Stored items

——

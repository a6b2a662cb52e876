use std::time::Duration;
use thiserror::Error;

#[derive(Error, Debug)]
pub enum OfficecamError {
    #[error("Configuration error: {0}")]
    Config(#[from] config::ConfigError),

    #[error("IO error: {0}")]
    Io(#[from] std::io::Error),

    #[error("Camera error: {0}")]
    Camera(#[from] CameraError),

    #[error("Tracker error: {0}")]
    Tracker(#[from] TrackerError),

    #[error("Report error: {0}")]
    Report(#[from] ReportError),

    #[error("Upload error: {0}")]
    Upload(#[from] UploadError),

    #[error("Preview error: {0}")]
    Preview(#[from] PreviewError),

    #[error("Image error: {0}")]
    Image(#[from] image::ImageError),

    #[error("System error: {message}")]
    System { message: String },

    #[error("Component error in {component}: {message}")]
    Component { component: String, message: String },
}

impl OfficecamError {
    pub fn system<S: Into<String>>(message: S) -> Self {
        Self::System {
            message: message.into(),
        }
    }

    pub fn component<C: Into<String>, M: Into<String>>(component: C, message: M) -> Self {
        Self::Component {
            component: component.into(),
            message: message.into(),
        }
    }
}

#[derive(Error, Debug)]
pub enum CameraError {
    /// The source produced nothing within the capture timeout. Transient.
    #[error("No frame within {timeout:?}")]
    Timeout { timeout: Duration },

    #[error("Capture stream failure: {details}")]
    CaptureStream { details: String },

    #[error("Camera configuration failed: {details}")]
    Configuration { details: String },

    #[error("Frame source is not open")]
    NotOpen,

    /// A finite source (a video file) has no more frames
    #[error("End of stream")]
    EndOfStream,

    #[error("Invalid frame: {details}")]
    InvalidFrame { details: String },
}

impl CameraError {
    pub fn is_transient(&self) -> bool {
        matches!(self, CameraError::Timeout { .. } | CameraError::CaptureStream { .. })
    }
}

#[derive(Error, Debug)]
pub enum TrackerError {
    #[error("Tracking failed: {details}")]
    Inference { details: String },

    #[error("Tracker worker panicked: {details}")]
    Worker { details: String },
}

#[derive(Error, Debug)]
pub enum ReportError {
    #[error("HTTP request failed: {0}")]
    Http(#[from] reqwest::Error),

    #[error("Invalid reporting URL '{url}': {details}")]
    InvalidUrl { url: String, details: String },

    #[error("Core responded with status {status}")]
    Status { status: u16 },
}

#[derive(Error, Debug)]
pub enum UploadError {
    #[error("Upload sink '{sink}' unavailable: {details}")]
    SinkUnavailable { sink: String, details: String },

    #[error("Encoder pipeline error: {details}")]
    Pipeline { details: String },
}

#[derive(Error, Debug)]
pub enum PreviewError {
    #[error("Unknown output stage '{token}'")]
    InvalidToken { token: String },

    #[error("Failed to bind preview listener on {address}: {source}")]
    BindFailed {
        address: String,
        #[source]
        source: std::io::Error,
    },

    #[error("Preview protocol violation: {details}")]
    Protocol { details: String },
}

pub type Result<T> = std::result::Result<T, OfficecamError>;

——

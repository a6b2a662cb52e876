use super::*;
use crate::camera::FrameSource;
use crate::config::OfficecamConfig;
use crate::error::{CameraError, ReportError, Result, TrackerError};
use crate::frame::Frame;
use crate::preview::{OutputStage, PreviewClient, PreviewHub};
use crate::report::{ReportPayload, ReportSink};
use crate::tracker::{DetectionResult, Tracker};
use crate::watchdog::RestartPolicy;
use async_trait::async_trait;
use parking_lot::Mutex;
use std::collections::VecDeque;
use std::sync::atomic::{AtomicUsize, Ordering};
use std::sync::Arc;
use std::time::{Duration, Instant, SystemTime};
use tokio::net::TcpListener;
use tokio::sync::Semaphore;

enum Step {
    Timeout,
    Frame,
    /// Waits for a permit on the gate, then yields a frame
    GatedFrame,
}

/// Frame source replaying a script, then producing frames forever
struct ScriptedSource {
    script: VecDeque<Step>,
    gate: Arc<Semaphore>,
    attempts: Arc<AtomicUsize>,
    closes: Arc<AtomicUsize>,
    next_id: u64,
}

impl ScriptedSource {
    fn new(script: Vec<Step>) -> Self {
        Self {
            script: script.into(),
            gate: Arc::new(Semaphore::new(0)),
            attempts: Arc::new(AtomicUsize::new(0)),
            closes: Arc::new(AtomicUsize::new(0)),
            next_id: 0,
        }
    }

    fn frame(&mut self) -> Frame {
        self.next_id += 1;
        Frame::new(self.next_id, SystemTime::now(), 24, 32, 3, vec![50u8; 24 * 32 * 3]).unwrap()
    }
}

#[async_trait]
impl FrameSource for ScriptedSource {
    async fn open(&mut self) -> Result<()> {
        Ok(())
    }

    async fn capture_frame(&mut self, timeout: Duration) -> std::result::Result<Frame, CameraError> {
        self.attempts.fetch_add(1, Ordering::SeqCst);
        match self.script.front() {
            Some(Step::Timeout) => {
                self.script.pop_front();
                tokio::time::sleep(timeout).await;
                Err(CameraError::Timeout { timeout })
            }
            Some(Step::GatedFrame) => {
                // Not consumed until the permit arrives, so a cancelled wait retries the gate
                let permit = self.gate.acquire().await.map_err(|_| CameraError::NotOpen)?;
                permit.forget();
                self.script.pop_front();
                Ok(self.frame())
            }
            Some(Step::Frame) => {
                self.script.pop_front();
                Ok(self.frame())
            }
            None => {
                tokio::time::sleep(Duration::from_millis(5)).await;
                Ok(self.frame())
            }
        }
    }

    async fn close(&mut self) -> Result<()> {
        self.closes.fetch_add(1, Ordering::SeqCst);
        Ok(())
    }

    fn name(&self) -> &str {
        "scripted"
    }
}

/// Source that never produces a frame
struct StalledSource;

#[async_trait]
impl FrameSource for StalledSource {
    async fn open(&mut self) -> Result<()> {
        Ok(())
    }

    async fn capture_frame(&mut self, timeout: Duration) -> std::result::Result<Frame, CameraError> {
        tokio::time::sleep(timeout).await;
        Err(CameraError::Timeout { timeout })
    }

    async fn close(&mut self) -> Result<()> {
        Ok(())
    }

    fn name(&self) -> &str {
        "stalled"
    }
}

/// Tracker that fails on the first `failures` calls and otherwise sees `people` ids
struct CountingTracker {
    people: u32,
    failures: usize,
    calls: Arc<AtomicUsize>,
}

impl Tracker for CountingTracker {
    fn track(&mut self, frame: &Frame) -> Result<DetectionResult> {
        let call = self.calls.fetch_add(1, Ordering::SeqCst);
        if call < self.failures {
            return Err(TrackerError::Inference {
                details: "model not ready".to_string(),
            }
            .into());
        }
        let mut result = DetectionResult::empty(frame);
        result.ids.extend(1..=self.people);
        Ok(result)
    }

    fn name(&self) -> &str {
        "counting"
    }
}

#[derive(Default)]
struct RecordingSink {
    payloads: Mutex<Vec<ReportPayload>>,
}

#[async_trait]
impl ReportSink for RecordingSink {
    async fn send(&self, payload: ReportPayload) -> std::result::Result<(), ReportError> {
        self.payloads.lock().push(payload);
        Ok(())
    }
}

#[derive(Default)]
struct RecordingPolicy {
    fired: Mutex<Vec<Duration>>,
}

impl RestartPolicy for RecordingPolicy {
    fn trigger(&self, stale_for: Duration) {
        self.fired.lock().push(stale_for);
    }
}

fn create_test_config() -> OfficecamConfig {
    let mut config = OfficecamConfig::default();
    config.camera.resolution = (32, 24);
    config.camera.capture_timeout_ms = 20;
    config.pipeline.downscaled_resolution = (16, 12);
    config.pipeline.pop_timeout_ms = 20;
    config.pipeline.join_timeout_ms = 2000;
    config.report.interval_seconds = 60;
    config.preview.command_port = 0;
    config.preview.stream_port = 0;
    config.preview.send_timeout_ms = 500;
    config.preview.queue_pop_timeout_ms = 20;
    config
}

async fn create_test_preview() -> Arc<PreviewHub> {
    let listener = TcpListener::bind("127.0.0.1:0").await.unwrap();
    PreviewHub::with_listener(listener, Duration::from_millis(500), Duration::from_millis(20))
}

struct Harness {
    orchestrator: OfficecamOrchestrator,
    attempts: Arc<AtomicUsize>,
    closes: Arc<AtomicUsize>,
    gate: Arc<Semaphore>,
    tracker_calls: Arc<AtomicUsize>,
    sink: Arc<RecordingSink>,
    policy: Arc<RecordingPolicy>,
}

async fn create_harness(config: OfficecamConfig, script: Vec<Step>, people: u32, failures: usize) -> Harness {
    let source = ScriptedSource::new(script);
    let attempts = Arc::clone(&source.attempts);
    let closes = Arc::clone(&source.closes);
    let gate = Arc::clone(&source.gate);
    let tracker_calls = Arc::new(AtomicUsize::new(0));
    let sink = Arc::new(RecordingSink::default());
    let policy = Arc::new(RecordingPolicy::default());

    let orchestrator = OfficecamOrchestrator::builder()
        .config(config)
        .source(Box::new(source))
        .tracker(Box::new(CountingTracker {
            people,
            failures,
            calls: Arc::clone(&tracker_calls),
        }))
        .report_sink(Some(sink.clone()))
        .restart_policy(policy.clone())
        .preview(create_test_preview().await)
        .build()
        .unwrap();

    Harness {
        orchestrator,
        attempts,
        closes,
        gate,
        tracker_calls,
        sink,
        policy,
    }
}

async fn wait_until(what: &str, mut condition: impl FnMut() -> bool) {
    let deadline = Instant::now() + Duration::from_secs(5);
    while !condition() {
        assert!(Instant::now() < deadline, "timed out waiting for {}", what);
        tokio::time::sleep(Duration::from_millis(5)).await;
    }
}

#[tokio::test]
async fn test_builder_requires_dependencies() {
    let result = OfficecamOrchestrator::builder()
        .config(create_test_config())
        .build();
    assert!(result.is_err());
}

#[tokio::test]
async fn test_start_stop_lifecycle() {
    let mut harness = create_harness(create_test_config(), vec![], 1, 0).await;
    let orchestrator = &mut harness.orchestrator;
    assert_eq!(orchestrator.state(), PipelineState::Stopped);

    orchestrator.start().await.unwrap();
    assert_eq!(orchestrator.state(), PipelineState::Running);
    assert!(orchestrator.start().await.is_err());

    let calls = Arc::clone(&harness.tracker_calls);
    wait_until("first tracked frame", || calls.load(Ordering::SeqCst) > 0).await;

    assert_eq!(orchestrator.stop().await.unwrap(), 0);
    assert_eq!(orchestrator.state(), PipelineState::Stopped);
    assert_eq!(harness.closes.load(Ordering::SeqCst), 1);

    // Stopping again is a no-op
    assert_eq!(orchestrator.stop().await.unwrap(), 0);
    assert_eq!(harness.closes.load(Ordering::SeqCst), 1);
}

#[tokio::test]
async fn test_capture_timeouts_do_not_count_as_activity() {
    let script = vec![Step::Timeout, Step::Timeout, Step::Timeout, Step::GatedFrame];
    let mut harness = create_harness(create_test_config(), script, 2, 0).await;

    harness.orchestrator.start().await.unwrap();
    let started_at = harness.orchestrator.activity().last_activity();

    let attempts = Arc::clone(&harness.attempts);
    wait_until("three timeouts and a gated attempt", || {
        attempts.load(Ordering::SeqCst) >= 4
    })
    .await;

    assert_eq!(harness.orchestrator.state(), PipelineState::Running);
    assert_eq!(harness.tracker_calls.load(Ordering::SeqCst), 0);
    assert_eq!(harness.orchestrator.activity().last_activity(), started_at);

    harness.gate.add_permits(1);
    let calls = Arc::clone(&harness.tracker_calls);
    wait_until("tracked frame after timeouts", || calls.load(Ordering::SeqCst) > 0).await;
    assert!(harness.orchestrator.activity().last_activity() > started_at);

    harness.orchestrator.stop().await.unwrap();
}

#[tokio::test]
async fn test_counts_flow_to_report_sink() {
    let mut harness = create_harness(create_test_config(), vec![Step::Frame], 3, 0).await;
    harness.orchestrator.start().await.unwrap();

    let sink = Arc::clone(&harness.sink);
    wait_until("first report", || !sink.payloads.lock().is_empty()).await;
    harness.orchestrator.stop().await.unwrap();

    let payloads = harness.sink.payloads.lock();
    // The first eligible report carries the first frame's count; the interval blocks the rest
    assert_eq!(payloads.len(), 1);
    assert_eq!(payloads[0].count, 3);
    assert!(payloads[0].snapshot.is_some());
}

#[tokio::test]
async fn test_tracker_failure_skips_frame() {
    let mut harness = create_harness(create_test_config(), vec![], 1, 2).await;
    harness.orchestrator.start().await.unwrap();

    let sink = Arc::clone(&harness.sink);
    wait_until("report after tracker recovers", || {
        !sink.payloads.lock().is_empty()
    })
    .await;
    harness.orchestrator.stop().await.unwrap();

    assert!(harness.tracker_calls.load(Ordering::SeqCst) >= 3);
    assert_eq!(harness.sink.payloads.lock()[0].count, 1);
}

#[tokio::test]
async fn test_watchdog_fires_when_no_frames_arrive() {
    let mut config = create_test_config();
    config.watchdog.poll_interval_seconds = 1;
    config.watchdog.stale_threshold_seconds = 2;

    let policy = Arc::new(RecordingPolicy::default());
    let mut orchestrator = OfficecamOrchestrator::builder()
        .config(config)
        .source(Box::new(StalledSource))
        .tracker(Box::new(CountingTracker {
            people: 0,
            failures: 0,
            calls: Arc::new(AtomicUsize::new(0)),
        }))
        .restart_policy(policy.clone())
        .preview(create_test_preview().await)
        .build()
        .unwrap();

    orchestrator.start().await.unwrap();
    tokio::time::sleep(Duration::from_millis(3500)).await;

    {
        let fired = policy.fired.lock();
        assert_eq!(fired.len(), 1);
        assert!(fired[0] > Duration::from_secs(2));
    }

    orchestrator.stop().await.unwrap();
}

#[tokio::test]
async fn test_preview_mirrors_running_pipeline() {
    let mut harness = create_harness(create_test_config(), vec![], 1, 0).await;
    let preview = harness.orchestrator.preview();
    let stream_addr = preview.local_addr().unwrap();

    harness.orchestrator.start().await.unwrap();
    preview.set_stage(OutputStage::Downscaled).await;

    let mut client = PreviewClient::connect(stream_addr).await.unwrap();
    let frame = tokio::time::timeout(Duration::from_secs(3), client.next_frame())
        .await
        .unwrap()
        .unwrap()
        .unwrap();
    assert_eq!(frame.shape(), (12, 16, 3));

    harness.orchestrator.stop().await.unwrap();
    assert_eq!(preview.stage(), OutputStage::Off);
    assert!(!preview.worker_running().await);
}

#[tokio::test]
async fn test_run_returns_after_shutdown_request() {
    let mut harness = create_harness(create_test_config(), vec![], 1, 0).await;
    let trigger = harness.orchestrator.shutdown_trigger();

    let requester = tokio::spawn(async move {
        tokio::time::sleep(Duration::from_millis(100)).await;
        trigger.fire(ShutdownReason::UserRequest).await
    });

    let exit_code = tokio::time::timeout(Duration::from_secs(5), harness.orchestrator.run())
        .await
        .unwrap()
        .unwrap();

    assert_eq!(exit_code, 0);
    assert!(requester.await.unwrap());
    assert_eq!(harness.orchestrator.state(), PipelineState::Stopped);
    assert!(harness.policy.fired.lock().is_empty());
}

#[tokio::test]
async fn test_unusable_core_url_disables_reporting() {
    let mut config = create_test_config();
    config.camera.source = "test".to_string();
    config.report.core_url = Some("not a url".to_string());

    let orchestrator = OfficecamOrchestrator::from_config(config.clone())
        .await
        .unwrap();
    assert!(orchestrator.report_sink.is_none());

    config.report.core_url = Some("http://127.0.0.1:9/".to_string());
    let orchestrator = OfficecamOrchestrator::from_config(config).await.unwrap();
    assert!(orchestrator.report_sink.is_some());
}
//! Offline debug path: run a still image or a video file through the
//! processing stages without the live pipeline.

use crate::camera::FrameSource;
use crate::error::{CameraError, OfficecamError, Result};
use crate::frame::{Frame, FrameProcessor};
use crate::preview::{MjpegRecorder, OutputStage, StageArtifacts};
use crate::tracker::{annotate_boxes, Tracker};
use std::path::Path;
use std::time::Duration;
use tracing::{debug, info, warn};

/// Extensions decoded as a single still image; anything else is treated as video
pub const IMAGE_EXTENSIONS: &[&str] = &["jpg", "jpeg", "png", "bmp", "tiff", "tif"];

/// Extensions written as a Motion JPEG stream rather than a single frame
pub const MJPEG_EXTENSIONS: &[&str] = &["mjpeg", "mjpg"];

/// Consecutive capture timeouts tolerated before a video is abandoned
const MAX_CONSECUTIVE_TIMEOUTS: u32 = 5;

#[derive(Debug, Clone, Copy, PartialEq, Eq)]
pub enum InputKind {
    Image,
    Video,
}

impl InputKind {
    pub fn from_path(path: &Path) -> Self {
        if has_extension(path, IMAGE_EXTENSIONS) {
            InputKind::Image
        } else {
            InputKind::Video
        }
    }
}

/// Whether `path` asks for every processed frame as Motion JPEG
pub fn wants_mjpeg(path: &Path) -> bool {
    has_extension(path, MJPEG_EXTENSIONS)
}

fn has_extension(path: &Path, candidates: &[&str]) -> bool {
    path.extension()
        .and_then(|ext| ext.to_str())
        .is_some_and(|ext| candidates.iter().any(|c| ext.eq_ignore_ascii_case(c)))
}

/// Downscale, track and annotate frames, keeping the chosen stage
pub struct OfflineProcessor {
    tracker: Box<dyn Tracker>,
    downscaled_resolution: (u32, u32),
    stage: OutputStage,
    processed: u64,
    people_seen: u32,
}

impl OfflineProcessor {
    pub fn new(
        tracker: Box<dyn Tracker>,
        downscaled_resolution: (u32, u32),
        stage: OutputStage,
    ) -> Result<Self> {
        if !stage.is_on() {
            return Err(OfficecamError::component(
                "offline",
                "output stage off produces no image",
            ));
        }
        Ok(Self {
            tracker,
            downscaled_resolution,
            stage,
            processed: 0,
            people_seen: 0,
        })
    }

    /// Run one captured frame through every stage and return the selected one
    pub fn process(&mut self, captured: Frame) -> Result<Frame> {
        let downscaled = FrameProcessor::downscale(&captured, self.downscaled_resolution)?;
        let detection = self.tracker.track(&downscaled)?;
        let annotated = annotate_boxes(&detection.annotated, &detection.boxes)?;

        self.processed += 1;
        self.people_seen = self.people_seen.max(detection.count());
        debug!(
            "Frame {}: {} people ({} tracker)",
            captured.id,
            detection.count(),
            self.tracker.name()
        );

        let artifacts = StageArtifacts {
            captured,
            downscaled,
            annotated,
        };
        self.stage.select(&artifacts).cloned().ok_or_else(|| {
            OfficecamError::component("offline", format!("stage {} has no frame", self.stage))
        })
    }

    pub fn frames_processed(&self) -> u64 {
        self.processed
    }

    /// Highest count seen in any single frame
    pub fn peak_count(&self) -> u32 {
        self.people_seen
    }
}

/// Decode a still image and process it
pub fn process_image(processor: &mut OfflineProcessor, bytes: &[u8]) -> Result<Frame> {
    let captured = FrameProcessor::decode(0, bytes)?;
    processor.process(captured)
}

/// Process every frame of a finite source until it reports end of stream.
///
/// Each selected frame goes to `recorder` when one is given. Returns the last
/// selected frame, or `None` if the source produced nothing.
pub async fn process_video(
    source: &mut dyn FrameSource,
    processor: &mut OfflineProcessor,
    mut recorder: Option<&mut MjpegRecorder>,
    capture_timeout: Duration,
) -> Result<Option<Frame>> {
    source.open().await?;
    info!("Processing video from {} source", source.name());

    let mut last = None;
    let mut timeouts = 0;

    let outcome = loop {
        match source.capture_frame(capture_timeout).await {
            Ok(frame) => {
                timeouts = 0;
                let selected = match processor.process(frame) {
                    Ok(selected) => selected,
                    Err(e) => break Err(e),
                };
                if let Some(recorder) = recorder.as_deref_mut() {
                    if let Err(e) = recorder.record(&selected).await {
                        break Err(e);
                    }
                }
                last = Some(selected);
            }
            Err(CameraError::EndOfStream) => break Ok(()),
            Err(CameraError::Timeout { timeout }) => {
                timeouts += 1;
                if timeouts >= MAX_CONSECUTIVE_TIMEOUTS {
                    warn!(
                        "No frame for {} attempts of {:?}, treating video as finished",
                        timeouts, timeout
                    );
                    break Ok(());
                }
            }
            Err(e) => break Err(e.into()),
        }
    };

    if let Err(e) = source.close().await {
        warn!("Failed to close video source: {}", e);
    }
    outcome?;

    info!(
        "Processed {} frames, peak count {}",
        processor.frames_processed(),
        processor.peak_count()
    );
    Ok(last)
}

——

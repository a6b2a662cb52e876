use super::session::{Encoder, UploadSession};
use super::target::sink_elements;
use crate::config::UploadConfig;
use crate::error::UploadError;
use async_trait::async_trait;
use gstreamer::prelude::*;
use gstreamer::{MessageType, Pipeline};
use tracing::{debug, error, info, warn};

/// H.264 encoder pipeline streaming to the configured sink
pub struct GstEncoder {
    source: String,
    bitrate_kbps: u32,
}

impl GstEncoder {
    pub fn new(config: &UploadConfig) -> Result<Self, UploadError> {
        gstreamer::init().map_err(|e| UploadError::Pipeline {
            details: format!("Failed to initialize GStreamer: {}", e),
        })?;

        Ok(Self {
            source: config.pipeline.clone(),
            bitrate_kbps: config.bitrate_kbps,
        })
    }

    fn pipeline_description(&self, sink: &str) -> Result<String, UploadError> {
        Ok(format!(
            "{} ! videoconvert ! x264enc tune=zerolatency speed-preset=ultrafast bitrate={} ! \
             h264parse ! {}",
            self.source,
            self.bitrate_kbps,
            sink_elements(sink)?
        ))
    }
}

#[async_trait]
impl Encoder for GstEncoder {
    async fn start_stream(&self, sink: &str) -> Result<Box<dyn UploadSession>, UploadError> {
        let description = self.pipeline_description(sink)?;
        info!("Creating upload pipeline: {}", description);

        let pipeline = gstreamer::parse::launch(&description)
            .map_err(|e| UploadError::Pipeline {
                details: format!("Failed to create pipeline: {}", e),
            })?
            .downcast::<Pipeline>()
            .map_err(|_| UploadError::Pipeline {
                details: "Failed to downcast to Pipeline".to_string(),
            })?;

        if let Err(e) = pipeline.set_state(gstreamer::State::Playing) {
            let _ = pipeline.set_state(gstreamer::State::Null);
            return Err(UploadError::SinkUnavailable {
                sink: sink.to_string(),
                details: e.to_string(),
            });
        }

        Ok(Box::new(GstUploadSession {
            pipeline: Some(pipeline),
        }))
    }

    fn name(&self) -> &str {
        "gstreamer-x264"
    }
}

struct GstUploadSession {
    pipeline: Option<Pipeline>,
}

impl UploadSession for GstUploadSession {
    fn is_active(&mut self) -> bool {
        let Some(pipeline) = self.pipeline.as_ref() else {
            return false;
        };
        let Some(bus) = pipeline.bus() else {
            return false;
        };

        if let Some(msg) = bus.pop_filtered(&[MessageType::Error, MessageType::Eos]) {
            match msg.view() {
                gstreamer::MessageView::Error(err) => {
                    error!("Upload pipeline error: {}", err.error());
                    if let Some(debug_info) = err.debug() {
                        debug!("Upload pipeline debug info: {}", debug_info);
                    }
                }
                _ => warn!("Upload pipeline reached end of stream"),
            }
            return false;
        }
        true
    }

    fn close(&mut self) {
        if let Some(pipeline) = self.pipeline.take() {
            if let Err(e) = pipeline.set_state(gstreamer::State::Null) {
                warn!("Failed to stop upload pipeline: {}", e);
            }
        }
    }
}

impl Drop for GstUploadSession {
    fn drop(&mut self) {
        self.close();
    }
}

——

▸ Instructions for the task:
Wherever the word "bytes" occurs in the data, copy that whole line.

▸ Answer below:
pub fn process_image(processor: &mut OfflineProcessor, bytes: &[u8]) -> Result<Frame> {
    let captured = FrameProcessor::decode(0, bytes)?;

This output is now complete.